LSU kept on truckin' (football vernacular for beating the snot out of people). Meanwhile, the SEC story of the month is Kentucky. All-American-to-be Andre Woodson led a fourth-quarter comeback against Louisville and Arkansas.

Dodd's Power Poll
1. USC
2. LSU
3. Oklahoma
4. Florida
5. West Virginia
6. Texas
7. Cal
8. Wisconsin
9. Ohio State
10. Boston College
11. Rutgers
12. Oregon
13. South Florida
14. Kentucky
15. Clemson
16. South Carolina
17. Missouri
18. UCLA
19. Alabama
20. Arizona State
21. Hawaii
22. Penn State
23. Georgia
24. Virginia Tech
25. Cincinnati

LSU, Florida and Kentucky are the only undefeated squads in the league. They all play each other by Oct. 20. That's six days after the first BCS standings will be released. With all these brother-on-brother beat-ups, will the SEC still be in the national championship race?

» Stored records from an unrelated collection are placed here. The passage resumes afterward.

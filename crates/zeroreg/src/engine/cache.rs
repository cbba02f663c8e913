//! Matcher cache for efficient repeated matching.
//!
//! Fragments are plain strings, so every terminal operation would otherwise
//! recompile its source. This module caches compiled matchers keyed by
//! source and flags.

use std::collections::HashMap;
use std::sync::atomic::{AtomicU64, AtomicUsize, Ordering};
use std::sync::{Arc, LazyLock, RwLock};

use super::Matcher;
use crate::config::EngineConfig;
use crate::error::Result;

/// A cache for compiled matchers.
///
/// The cache uses LRU (Least Recently Used) eviction when full. Recency is
/// tracked with a logical clock, so lookups only need the read lock.
pub struct MatcherCache {
    entries: RwLock<HashMap<CacheKey, CacheEntry>>,
    config: EngineConfig,
    clock: AtomicU64,
    /// Total cache hits (for statistics).
    total_hits: AtomicUsize,
    /// Total cache misses (for statistics).
    total_misses: AtomicUsize,
}

#[derive(Debug, Clone, PartialEq, Eq, Hash)]
struct CacheKey {
    source: String,
    flags: String,
}

impl CacheKey {
    fn new(source: &str, flags: &str) -> Self {
        Self {
            source: source.to_string(),
            flags: flags.to_string(),
        }
    }
}

struct CacheEntry {
    matcher: Arc<Matcher>,
    last_used: AtomicU64,
}

impl MatcherCache {
    /// Create a new cache compiling with `config`, bounded by its
    /// `cache_capacity`.
    #[must_use]
    pub fn new(config: EngineConfig) -> Self {
        Self {
            entries: RwLock::new(HashMap::with_capacity(config.cache_capacity)),
            config,
            clock: AtomicU64::new(0),
            total_hits: AtomicUsize::new(0),
            total_misses: AtomicUsize::new(0),
        }
    }

    /// Create a new cache with default configuration and the given capacity.
    #[must_use]
    pub fn with_capacity(capacity: usize) -> Self {
        Self::new(EngineConfig::default().cache_capacity(capacity))
    }

    fn tick(&self) -> u64 {
        self.clock.fetch_add(1, Ordering::Relaxed)
    }

    /// Get or compile the matcher for `source` with `flags`.
    ///
    /// # Errors
    ///
    /// Returns an error if the engine rejects the source. Failures are not
    /// cached.
    pub fn get_or_compile(&self, source: &str, flags: &str) -> Result<Arc<Matcher>> {
        let key = CacheKey::new(source, flags);

        // Note: We recover from lock poisoning since the cache is just an optimization
        {
            let entries = self
                .entries
                .read()
                .unwrap_or_else(std::sync::PoisonError::into_inner);
            if let Some(entry) = entries.get(&key) {
                entry.last_used.store(self.tick(), Ordering::Relaxed);
                self.total_hits.fetch_add(1, Ordering::Relaxed);
                return Ok(Arc::clone(&entry.matcher));
            }
        }

        self.total_misses.fetch_add(1, Ordering::Relaxed);
        let matcher = Arc::new(Matcher::compile_with(source, flags, &self.config)?);

        if self.config.cache_capacity == 0 {
            return Ok(matcher);
        }

        let mut entries = self
            .entries
            .write()
            .unwrap_or_else(std::sync::PoisonError::into_inner);

        // Another thread may have inserted while we were compiling.
        if let Some(entry) = entries.get(&key) {
            entry.last_used.store(self.tick(), Ordering::Relaxed);
            return Ok(Arc::clone(&entry.matcher));
        }

        if entries.len() >= self.config.cache_capacity {
            let oldest = entries
                .iter()
                .min_by_key(|(_, entry)| entry.last_used.load(Ordering::Relaxed))
                .map(|(key, _)| key.clone());
            if let Some(oldest) = oldest {
                tracing::debug!(source = %oldest.source, "evicting cached matcher");
                entries.remove(&oldest);
            }
        }

        entries.insert(
            key,
            CacheEntry {
                matcher: Arc::clone(&matcher),
                last_used: AtomicU64::new(self.tick()),
            },
        );

        Ok(matcher)
    }

    /// Check if the matcher for `source` with `flags` is cached.
    #[must_use]
    pub fn contains(&self, source: &str, flags: &str) -> bool {
        self.entries
            .read()
            .unwrap_or_else(std::sync::PoisonError::into_inner)
            .contains_key(&CacheKey::new(source, flags))
    }

    /// Get the current number of cached matchers.
    #[must_use]
    pub fn len(&self) -> usize {
        self.entries
            .read()
            .unwrap_or_else(std::sync::PoisonError::into_inner)
            .len()
    }

    /// Check if the cache is empty.
    #[must_use]
    pub fn is_empty(&self) -> bool {
        self.len() == 0
    }

    /// Clear the cache. Statistics are kept.
    pub fn clear(&self) {
        self.entries
            .write()
            .unwrap_or_else(std::sync::PoisonError::into_inner)
            .clear();
    }

    /// The configuration matchers are compiled with.
    #[must_use]
    pub const fn config(&self) -> &EngineConfig {
        &self.config
    }

    /// Get cache statistics.
    #[must_use]
    pub fn stats(&self) -> CacheStats {
        CacheStats {
            size: self.len(),
            capacity: self.config.cache_capacity,
            total_hits: self.total_hits.load(Ordering::Relaxed),
            total_misses: self.total_misses.load(Ordering::Relaxed),
        }
    }
}

impl Default for MatcherCache {
    fn default() -> Self {
        Self::new(EngineConfig::default())
    }
}

/// Statistics about a matcher cache.
#[derive(Debug, Clone, Copy, PartialEq, Eq)]
pub struct CacheStats {
    /// Current number of cached matchers.
    pub size: usize,
    /// Maximum cache size.
    pub capacity: usize,
    /// Total cache hits.
    pub total_hits: usize,
    /// Total cache misses.
    pub total_misses: usize,
}

impl CacheStats {
    /// Get the cache hit rate as a ratio (0.0 to 1.0).
    ///
    /// Returns 1.0 if no accesses have been made.
    #[must_use]
    pub fn hit_rate(&self) -> f64 {
        let total = self.total_hits + self.total_misses;
        if total == 0 {
            1.0
        } else {
            self.total_hits as f64 / total as f64
        }
    }
}

/// Global matcher cache, configured from the environment on first use.
pub static GLOBAL_CACHE: LazyLock<MatcherCache> =
    LazyLock::new(|| MatcherCache::new(EngineConfig::from_env()));

/// Get or compile a matcher using the global cache.
///
/// # Errors
///
/// Returns an error if the engine rejects the source.
pub fn get_matcher(source: &str, flags: &str) -> Result<Arc<Matcher>> {
    GLOBAL_CACHE.get_or_compile(source, flags)
}

#[cfg(test)]
mod tests {
    use super::*;

    #[test]
    fn cache_basic() {
        let cache = MatcherCache::with_capacity(10);

        let m1 = cache.get_or_compile(r"\d+", "").unwrap();
        let m2 = cache.get_or_compile(r"\d+", "").unwrap();

        assert!(Arc::ptr_eq(&m1, &m2));
    }

    #[test]
    fn flags_are_part_of_the_key() {
        let cache = MatcherCache::with_capacity(10);

        let plain = cache.get_or_compile("abc", "").unwrap();
        let folded = cache.get_or_compile("abc", "i").unwrap();

        assert!(!Arc::ptr_eq(&plain, &folded));
        assert!(cache.contains("abc", "i"));
        assert_eq!(cache.len(), 2);
    }

    #[test]
    fn cache_evicts_least_recently_used() {
        let cache = MatcherCache::with_capacity(2);

        cache.get_or_compile("a+", "").unwrap();
        cache.get_or_compile("b+", "").unwrap();
        // Touch "a+" so "b+" becomes the eviction candidate.
        cache.get_or_compile("a+", "").unwrap();
        cache.get_or_compile("c+", "").unwrap();

        assert_eq!(cache.len(), 2);
        assert!(cache.contains("a+", ""));
        assert!(!cache.contains("b+", ""));
        assert!(cache.contains("c+", ""));
    }

    #[test]
    fn zero_capacity_disables_caching() {
        let cache = MatcherCache::with_capacity(0);
        let m1 = cache.get_or_compile("x", "").unwrap();
        let m2 = cache.get_or_compile("x", "").unwrap();
        assert!(!Arc::ptr_eq(&m1, &m2));
        assert!(cache.is_empty());
    }

    #[test]
    fn cache_invalid_pattern() {
        let cache = MatcherCache::with_capacity(10);
        assert!(cache.get_or_compile("[invalid", "").is_err());
        assert!(cache.is_empty());
    }

    #[test]
    fn global_cache() {
        let m1 = get_matcher(r"\w+@", "").unwrap();
        let m2 = get_matcher(r"\w+@", "").unwrap();
        assert!(Arc::ptr_eq(&m1, &m2));
    }

    #[test]
    fn cache_stats_tracking() {
        let cache = MatcherCache::with_capacity(10);
        assert_eq!(cache.stats().total_hits, 0);
        assert!((cache.stats().hit_rate() - 1.0).abs() < 0.001);

        cache.get_or_compile(r"\d+", "").unwrap();
        cache.get_or_compile(r"\d+", "").unwrap();
        cache.get_or_compile(r"\d+", "").unwrap();
        cache.get_or_compile(r"\w+", "").unwrap();

        let stats = cache.stats();
        assert_eq!(stats.size, 2);
        assert_eq!(stats.capacity, 10);
        assert_eq!(stats.total_hits, 2);
        assert_eq!(stats.total_misses, 2);
        assert!((stats.hit_rate() - 0.5).abs() < 0.001);
    }
}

 Defending Big East champion Louisville (snicker) showed there is a way to lose (at home) to one of the most inept teams in I-A. Commit four turnovers, 12 penalties and allow two sacks.

The 38-35 loss to Syracuse might be the second most-shocking upset of the season. The Orange had scored 32 points in three games before getting 38 Saturday. Before Saturday, Greg Robinson had one Big East win in three seasons. Before Saturday, the Big East had four BCS bowl contenders. Now it has three.

Kentucky was one thing, but Syracuse? Hey, Louisville, Conference USA might have an opening.

 Last week was training camp. Saturday marked the first offensive touchdown (against Michigan State). At Notre Dame, you take your progress where you can get it. Wake up the alumni, ND (0-4) is off to its worst start in history. Next loss: at Purdue.

 Cupcakes go home: With the widespread beginning of conference play this week, we can say goodbye to an agonizing parade of non-conference patsies and blowouts.

While college's exhibition season had its moments, there were only four non-conference games between ranked teams in the first four weeks. And in those games, the higher-ranked team won each time.

 What does Wofford have that Michigan or Lenoir-Rhyne don't? The ability to beat Appalachian State. The Mountaineers drop out of the Power Poll and their sappy love story is officially over. As reported in Saturday's blog, App State coach Jerry Moore can now continue his pursuit of a new job.

Louisville's home loss to Syracuse may be the second most-shocking upset this season. (Getty Images)  
Louisville's home loss to Syracuse may be the second most-shocking upset this season. (Getty Images)  
 Give me Michael Hart. Anytime. Anywhere. As the Wolverines sank slowly in the West, one guy didn't quit. Michigan's senior tailback, on his way to becoming the school's all-time rushing leader, muscled his way to 153 yards on 44 carries in a 14-9 win over Penn State.

Forty-four carries? That's a good month for Steve Slaton.

In the end, Hart might be too small and too banged-up to be a serviceable NFL back, but he is not going to let this season drain away.

Michigan (2-2) should be favored in its next six games before ending the regular season against Wisconsin and Ohio State.

From chumps to (Big Ten) champs?

 Shuffle the Heisman deck. Yes, it's disgustingly early, but some early favorites have faded. Meanwhile, Dennis Dixon anyone? The Oregon quarterback went 12-for-12 in the third quarter against Stanford and kept the Pac-10's highest-scoring offense in gear.

Matt Ryan is Graham Harrell with a defense. Boston College's quarterback lifted himself into Heisman contention during a 37-17 victory over Army. Win next week, and BC would be 5-0 for the first time since 1954.

Who is Graham Harrell? The latest system quarterback at Texas Tech, who threw for 646 yards against Oklahoma State, fourth most in major-college history. Predictably, the Red Raiders sealed the 49-45 loss when Harrell's potential game-winning pass bounced off the pads of Jeremy Crabtree. Crabtree had caught 14 other passes.

Note to Heisman candidates: All those stats are nice, but it helps to win once in a while.